One of my favourites so far is The Story of Oil by W. D. Siddle with illustrations by Robert Ayton (1968) which ‘tells the story of oil from its formation in pre-historic times to the present day when it is so drastically changing our lives and surroundings’.
That introduction, which recognises the drastic impact of oil, was written in 1968. God knows how the writer would describe the impact of oil today. On page twelve there is a detail about petrol which is quite incredible to think about:
For many years the chief product from the early refineries was lamp oil, so called because it was burned in oil lamps. Great Britain was among the countries to which lamp oil was exported. Enterprising salesmen toured the streets of London, and other large cities, in horse drawn carts, carrying tanks of oil which they sold by the gallon. By 1900, lamp oil was so popular that over one hundred million gallons of it were being sold in Great Britain alone every year.
Another, more inflammable, liquid was produced by distillation of crude oil. Sometimes separation of this liquid from lamp oil was not complete, and the oil exploded when it was lighted in a lamp. There appeared to be no commercial use for this liquid, and the usual way of getting rid of it was to pour it into open pits and burn it.
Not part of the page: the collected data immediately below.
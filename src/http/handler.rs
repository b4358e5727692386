use std::sync::Arc;

use crate::http::request::Request;
use crate::http::response::{Response, StatusCode};

/// Application callback invoked once per request.
///
/// Runs on a blocking thread, so it may do synchronous I/O. Returning an
/// error (or panicking) makes the server answer `500 Internal Server Error`.
pub trait Handler: Send + Sync + 'static {
    fn handle(&self, request: &Request, response: &mut Response) -> anyhow::Result<()>;
}

impl<F> Handler for F
where
    F: Fn(&Request, &mut Response) -> anyhow::Result<()> + Send + Sync + 'static,
{
    fn handle(&self, request: &Request, response: &mut Response) -> anyhow::Result<()> {
        self(request, response)
    }
}

/// Run the handler for `request` and return the sealed response.
///
/// Never fails: handler errors and panics are logged and turned into a
/// 500. A response the handler left open is sealed as-is.
pub async fn dispatch(handler: Arc<dyn Handler>, request: Request) -> Response {
    let method = request.method().to_string();
    let target = request.target().to_string();

    let outcome = tokio::task::spawn_blocking(move || {
        let mut response = Response::new();
        let result = handler.handle(&request, &mut response);
        (response, result)
    })
    .await;

    match outcome {
        Ok((mut response, Ok(()))) => {
            if !response.is_ended() {
                tracing::debug!(%method, %target, "handler returned without end(), sealing response");
            }
            response.seal();
            response
        }
        Ok((_, Err(e))) => {
            tracing::error!(%method, %target, error = %e, "handler failed");
            internal_error()
        }
        Err(e) => {
            tracing::error!(%method, %target, error = %e, "handler panicked");
            internal_error()
        }
    }
}

fn internal_error() -> Response {
    Response::error(StatusCode::InternalServerError, "500 Internal Server Error\n")
}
This liquid was petrol, for which there was then no use!
Petrol, was burned, in pits, because there was no use for it. Staggering.
These Ladybird books were written fifty years ago when the future looked bright, modern, clean and clever. For example, here’s a beautiful motorway and a picturesque nuclear reactor. I think you’ll agree it all looks absolutely charming.
Sad to reflect on how it all turned out.
Although written for children, Ladybird books are not patronising or silly. They are written in clear, concise, considered prose, far superior to the equivalent AI mash-up an online search provides.
Driving on, we sight two red kites, then two more. Suddenly there are kites everywhere. This seems odd, something is afoot. A cluster of birds is gathering over a residential area and we head toward the epicentre, arriving outside a house in Talgarth, Powys, where, we discover later, a retired butcher in his eighties feeds them twice a day with chunks of meat thrown into his back garden.
The once endangered birds, which were previously close to extinction in Wales, flock for the leftovers, swooping in with outstretched talons to score the scraps. We seem to have arrived at the end of the afternoon session and there must be thirty kites in the air. We watch the birds circle and dissipate as the feeding frenzy dies down.
We are also hunting: we need water and wood, which in practice means visiting cemeteries (where there is often a tap for watering the graveside flowers) and business estates (where we might chance upon put-aside pallets). Mostly we find what we need as we go along, taking opportunities as they arise, without the need for significant detours, but sometimes, like today, we run out of water and wood and must find some directly.
If you’re sitting in the conventional seats, I expect it is hard to imagine spending part of your day going in search of drinking water or fuel. After all, water, fuel, and other essentials are laid on for convenience in your house (as the household bills reflect) and you probably don’t put too much thought into sourcing them.
This modern situation frees up time for you to go ahead and lead your life, which if I remember rightly from my own past experience involves going to work most days (to pay for the essentials), and cramming everything else into ‘free’ evenings and weekends, including leisure (which requires extra money).
Like many people I view this traditional five-day work model as rather topsy turvy, not to mention unnatural, limited, and unfulfilling but, embedded within the system as most of us are, it is difficult to break the habit, let go of the convenience, and seek out a different rhythm - something more akin to human being, rather than human doing.
A few of the best of us have managed to push to the edges in an attempt to break free: writers and artists like Thoreau or Gaugin for example,2 but most of us choose to live a life of comfort, security and convenience, even if it is a form of incarceration.
When you live in a house where everything is provided, something important is missing, something that is at the root of our misery and unhappiness in the modern world.
The work of finding essentials (water, food, fuel, shelter) is woven into our collective soul. Carrying it out successfully satisfies our psychology and spirit at a core level.
The purposeful work of securing essentials is no longer possible because the land and its bounty have been closed off, industrialised, privatised, and commercialised. Instead, we now spend most of our time doing hollow, meaningless, dispiriting work, that leaves us feeling worried and wretched. I know this from previous experience.
Our hunt for water and wood is successful. After some time, we find a churchyard tap and a large pallet in the far corner of an industrial estate. I now know that my body will be warmed and watered. A settling takes place. There is a feeling of achievement and modest success. It is temporary and I know I will need to embark on the search again in a few days, but each time I find the water and the wood, I am reassured that the earth is bountiful and plentiful. The work of finding essentials for life is existentially rewarding and deeply satisfying.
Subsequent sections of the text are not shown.